= Chicken hypnotism =

Hypnosis of chickens

A chicken being "hypnotized"

 A chicken can be hypnotized, or put into a trance, with its head down near the ground, by drawing a line along the ground with a stick or a finger, starting at the beak and extending straight outward in front of the chicken. If the chicken is hypnotized in this manner, it will continue to stare at the line and remain immobile for as long as 30 minutes. Other methods of inducing this state are also known. Ethologists refer to this state as 'tonic immobility', i.e. a natural state of semi-paralysis that some animals enter when presented with a threat.

An early reference of this phenomenon was described in 1646 in Ars Magna Lucis et Umbrae by Athanasius Kircher.

==Methods==

One technique of hypnosis is to hold the chicken face up with its back on the ground, and then run a finger downwards from the chicken's wattles to just above its vent. The chicken's feet are exposed, which allows easy application of medication for foot mites, etc. Clapping hands or giving the chicken a gentle shove will waken it.

One can also hypnotize a chicken by mimicking how it sleeps – with its head under its wing. In this method, the bird is held firmly, placing its head under its wing. Then, the chicken is rocked gently back and forth and set very carefully on the ground.

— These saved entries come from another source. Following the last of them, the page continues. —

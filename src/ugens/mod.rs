//! Concrete UGen declarations, grouped by family.
//!
//! Most of these are mechanical [`ugen!`](crate::synthdef) declarations
//! transcribing each class's wire order, defaults, supported rates, and
//! flags. A handful with irregular construction (`MulAdd`, `Poll`, `FFT`,
//! the Gendy family) are written out by hand, as are the pseudo-UGens
//! (`Mix`, `Splay`, `LinLin`, `Silence`, `Changed`, `CompanderD`) that
//! expand into sub-graphs instead of emitting a node of their own.

pub mod basic;
pub mod beq;
pub mod bufio;
pub mod chaos;
pub mod convolution;
pub mod delay;
pub mod demand;
pub mod diskio;
pub mod dynamics;
pub mod envelopes;
pub mod ffsinosc;
pub mod filters;
pub mod gendyn;
pub mod granular;
pub mod hilbert;
pub mod info;
pub mod inout;
pub mod lines;
pub mod mac;
pub mod ml;
pub mod noise;
pub mod osc;
pub mod panning;
pub mod physical;
pub mod pv;
pub mod reverb;
pub mod safety;
pub mod triggers;

pub use basic::*;
pub use beq::*;
pub use bufio::*;
pub use chaos::*;
pub use convolution::*;
pub use delay::*;
pub use demand::*;
pub use diskio::*;
pub use dynamics::*;
pub use envelopes::*;
pub use ffsinosc::*;
pub use filters::*;
pub use gendyn::*;
pub use granular::*;
pub use hilbert::*;
pub use info::*;
pub use inout::*;
pub use lines::*;
pub use mac::*;
pub use ml::*;
pub use noise::*;
pub use osc::*;
pub use panning::*;
pub use physical::*;
pub use pv::*;
pub use reverb::*;
pub use safety::*;
pub use triggers::*;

When this is done it generally stays in the same position for about 30 seconds. H.B. Gibson, in his book Hypnosis – its Nature and Therapeutic Uses, states that the record period for a chicken remaining under hypnosis is 3 hours, 47 minutes.

==Notable practitioners==
Al Gore, former Vice President of the United States, said that people in his native state of Tennessee would sometimes hypnotize chickens by placing the chicken's head on the ground and drawing circles around it with a finger or a stick, causing the chicken to try to follow the motion.

Werner Herzog is "known to hypnotize chickens; he also hypnotized the cast of his 1976 film Heart of Glass".

Steve Fairnie, a 1980s British musician, advised: "You have to dominate the chicken and be right above it staring into its eyes. Then it will either go under or it will viciously attack you, so you have to be a bit careful...".

==In popular culture==
- Friedrich Nietzsche, 19th-century German philosopher, in his book Thus Spoke Zarathustra used a philosophical metaphor referring to the hypnosis of the chicken. It is in Chapter 6, "The Pale Criminal", and reads as follows: "The streak of chalk bewitcheth the hen; the stroke he struck bewitched his weak reason. Madness AFTER the deed, I call this." Nietzsche employs this metaphor again within the third essay of On the Genealogy of Morality, stating, "The unhappy man has heard, has understood; he is like a hen around which a line has been drawn. He cannot get out of this drawn circle."
- Clark Gable, in the 1945 film Adventure, hypnotizes a rooster while he and Greer Garson try to lure chickens from behind the bush by using the rooster as bait.
- Werner Herzog has included chicken hypnotism in several films, including the 1968 Signs of Life, which features a scene in which a chicken is hypnotized by a line drawn by chalk, and his 1974 film The Enigma of Kaspar Hauser.
- Federico Fellini's 1984 And the Ship Sails On features a scene in which a male opera singer hypnotises a chicken in the mess hall.
- Ernest Hemingway briefly describes the process in The Dangerous Summer, comparing it to the hypnotic effect of a bullfighters' cape.
- The 1993 film Even Cowgirls Get the Blues has some lines about chicken hypnotism and shows a character hypnotizing chickens by twirling them in the air exactly twenty times.
- The United States military, when trying to avoid divulging information, gives reporters briefings with 25 minutes of intentionally dull PowerPoint presentations and 5 minutes left at the end for questions from anyone who is still awake. The presentations are called hypnotizing chickens.
- Thomas B. Hess, art critic and long time editor of ARTnews, used chicken hypnotism to describe Barnett Newman's iconic "zip" paintings in a March 1950 review: "There were some terrific optical illusions: if you stared closely at the big red painting with the thin white stripe, its bottom seemed to shoot out at your ankles, and the rectangular canvas itself appeared wildly distorted. It is quite like what happens to a hen when its beak is put on the ground and a chalk line drawn away from it on the floor. However, very few spectators actually became hypnotized".
- The Iggy Pop song "Lust for Life" contains a line referring to "hypnotizing chickens", in a nod to William Burroughs' novel The Ticket That Exploded.
- Australian test cricketer Max Walker included chicken hypnotism in the title of his book How to Hypnotise Chooks (1987) chooks being Australian slang for chicken.
- Danny Glover hypnotizes a rooster in the 1990 film To Sleep with Anger.